**Task description**
In the entries below, the lines from the one with "Self::truncate(blake3::hash(label.as_bytes()).as_bytes())" through the one with "if digits.len() != ADDRESS_LENGTH" are to be copied exactly; both ends count.

***** Extracted data

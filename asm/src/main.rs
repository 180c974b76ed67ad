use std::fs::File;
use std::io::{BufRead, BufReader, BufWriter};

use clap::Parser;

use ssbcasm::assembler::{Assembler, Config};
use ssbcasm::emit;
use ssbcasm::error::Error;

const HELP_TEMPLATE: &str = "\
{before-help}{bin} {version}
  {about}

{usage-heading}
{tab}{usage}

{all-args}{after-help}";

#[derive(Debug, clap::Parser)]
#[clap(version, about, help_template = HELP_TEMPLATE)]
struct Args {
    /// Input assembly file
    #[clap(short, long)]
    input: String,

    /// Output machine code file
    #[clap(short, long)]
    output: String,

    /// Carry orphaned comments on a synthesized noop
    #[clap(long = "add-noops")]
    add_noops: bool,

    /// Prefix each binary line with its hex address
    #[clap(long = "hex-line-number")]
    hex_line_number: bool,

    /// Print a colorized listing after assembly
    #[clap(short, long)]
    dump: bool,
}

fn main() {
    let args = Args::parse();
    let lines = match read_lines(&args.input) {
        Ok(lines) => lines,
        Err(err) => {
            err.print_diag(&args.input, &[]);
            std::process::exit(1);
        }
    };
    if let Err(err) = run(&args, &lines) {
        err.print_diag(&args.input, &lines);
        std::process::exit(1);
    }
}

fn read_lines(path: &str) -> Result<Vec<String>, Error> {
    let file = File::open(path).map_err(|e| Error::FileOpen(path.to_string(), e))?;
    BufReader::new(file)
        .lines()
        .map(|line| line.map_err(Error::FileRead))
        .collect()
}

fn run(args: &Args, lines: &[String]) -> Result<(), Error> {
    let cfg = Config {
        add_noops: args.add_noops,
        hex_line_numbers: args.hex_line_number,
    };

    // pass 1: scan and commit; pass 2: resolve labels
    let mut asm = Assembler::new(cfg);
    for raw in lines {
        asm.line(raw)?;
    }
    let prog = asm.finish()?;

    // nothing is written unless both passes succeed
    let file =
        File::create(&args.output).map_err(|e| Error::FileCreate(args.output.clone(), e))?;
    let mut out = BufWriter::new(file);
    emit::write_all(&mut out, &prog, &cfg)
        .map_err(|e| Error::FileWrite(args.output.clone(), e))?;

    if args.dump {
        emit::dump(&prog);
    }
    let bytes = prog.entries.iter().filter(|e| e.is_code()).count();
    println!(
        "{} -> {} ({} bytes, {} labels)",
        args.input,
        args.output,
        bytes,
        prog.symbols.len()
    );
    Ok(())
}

**********
***** Extracted data

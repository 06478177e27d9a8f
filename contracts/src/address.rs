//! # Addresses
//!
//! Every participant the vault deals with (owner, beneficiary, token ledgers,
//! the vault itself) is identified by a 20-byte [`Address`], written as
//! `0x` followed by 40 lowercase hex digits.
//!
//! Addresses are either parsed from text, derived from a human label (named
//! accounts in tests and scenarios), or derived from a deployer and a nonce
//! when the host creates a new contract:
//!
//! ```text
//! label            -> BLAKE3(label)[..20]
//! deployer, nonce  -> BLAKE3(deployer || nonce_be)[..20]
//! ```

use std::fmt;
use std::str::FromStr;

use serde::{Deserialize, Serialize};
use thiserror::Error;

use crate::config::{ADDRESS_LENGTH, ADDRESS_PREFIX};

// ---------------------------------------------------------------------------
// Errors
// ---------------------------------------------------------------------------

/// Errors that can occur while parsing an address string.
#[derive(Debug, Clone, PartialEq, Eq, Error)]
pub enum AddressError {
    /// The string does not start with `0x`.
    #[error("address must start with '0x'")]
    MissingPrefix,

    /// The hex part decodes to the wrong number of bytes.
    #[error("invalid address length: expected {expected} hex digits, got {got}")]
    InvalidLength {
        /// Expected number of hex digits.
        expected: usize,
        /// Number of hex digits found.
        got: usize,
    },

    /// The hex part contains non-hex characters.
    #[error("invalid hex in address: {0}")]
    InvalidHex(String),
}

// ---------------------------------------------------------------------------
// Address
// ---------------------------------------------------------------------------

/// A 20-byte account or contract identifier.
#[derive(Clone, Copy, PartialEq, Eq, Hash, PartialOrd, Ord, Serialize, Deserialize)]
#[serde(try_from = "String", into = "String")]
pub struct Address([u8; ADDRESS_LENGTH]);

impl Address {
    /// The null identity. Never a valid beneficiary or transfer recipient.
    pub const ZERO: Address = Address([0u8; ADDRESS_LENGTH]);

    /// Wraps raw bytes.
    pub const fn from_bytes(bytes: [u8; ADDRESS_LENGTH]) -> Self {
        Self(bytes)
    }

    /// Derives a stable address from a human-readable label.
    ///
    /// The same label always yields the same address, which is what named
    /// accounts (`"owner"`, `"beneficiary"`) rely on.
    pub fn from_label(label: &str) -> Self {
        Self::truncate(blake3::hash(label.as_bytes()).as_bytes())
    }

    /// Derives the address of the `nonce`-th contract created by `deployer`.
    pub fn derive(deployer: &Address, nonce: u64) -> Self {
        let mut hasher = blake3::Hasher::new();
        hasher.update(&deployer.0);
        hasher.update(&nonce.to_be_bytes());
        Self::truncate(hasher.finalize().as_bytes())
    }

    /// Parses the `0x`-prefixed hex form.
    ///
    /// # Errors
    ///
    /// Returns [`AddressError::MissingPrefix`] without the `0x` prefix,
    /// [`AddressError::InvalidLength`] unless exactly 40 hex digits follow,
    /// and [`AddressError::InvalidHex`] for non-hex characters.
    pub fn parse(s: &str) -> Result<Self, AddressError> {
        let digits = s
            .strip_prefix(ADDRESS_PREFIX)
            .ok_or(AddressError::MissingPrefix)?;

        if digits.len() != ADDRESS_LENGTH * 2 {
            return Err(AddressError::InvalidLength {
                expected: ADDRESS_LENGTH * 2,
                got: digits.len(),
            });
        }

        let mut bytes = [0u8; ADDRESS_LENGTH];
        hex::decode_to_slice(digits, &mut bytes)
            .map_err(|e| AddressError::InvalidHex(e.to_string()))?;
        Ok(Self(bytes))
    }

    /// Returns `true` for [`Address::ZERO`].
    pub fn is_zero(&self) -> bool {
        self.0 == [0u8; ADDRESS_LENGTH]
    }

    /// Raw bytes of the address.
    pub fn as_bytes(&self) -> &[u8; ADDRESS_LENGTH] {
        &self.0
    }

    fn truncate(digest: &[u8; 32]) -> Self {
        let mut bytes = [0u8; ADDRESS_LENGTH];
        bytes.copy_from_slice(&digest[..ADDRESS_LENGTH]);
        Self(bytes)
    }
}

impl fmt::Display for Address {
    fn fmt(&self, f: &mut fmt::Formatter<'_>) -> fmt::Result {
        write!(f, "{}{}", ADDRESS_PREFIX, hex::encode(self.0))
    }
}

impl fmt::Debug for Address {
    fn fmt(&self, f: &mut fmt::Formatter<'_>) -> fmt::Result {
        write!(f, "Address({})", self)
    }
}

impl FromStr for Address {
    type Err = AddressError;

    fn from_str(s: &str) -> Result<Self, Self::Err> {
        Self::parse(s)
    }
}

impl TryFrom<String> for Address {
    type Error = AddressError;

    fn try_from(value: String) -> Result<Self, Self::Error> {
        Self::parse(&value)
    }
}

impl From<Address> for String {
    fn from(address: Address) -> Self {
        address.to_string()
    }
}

**********

**Response below**
        Self::truncate(blake3::hash(label.as_bytes()).as_bytes())
    }

    /// Derives the address of the `nonce`-th contract created by `deployer`.
    pub fn derive(deployer: &Address, nonce: u64) -> Self {
        let mut hasher = blake3::Hasher::new();
        hasher.update(&deployer.0);
        hasher.update(&nonce.to_be_bytes());
        Self::truncate(hasher.finalize().as_bytes())
    }

    /// Parses the `0x`-prefixed hex form.
    ///
    /// # Errors
    ///
    /// Returns [`AddressError::MissingPrefix`] without the `0x` prefix,
    /// [`AddressError::InvalidLength`] unless exactly 40 hex digits follow,
    /// and [`AddressError::InvalidHex`] for non-hex characters.
    pub fn parse(s: &str) -> Result<Self, AddressError> {
        let digits = s
            .strip_prefix(ADDRESS_PREFIX)
            .ok_or(AddressError::MissingPrefix)?;

        if digits.len() != ADDRESS_LENGTH * 2 {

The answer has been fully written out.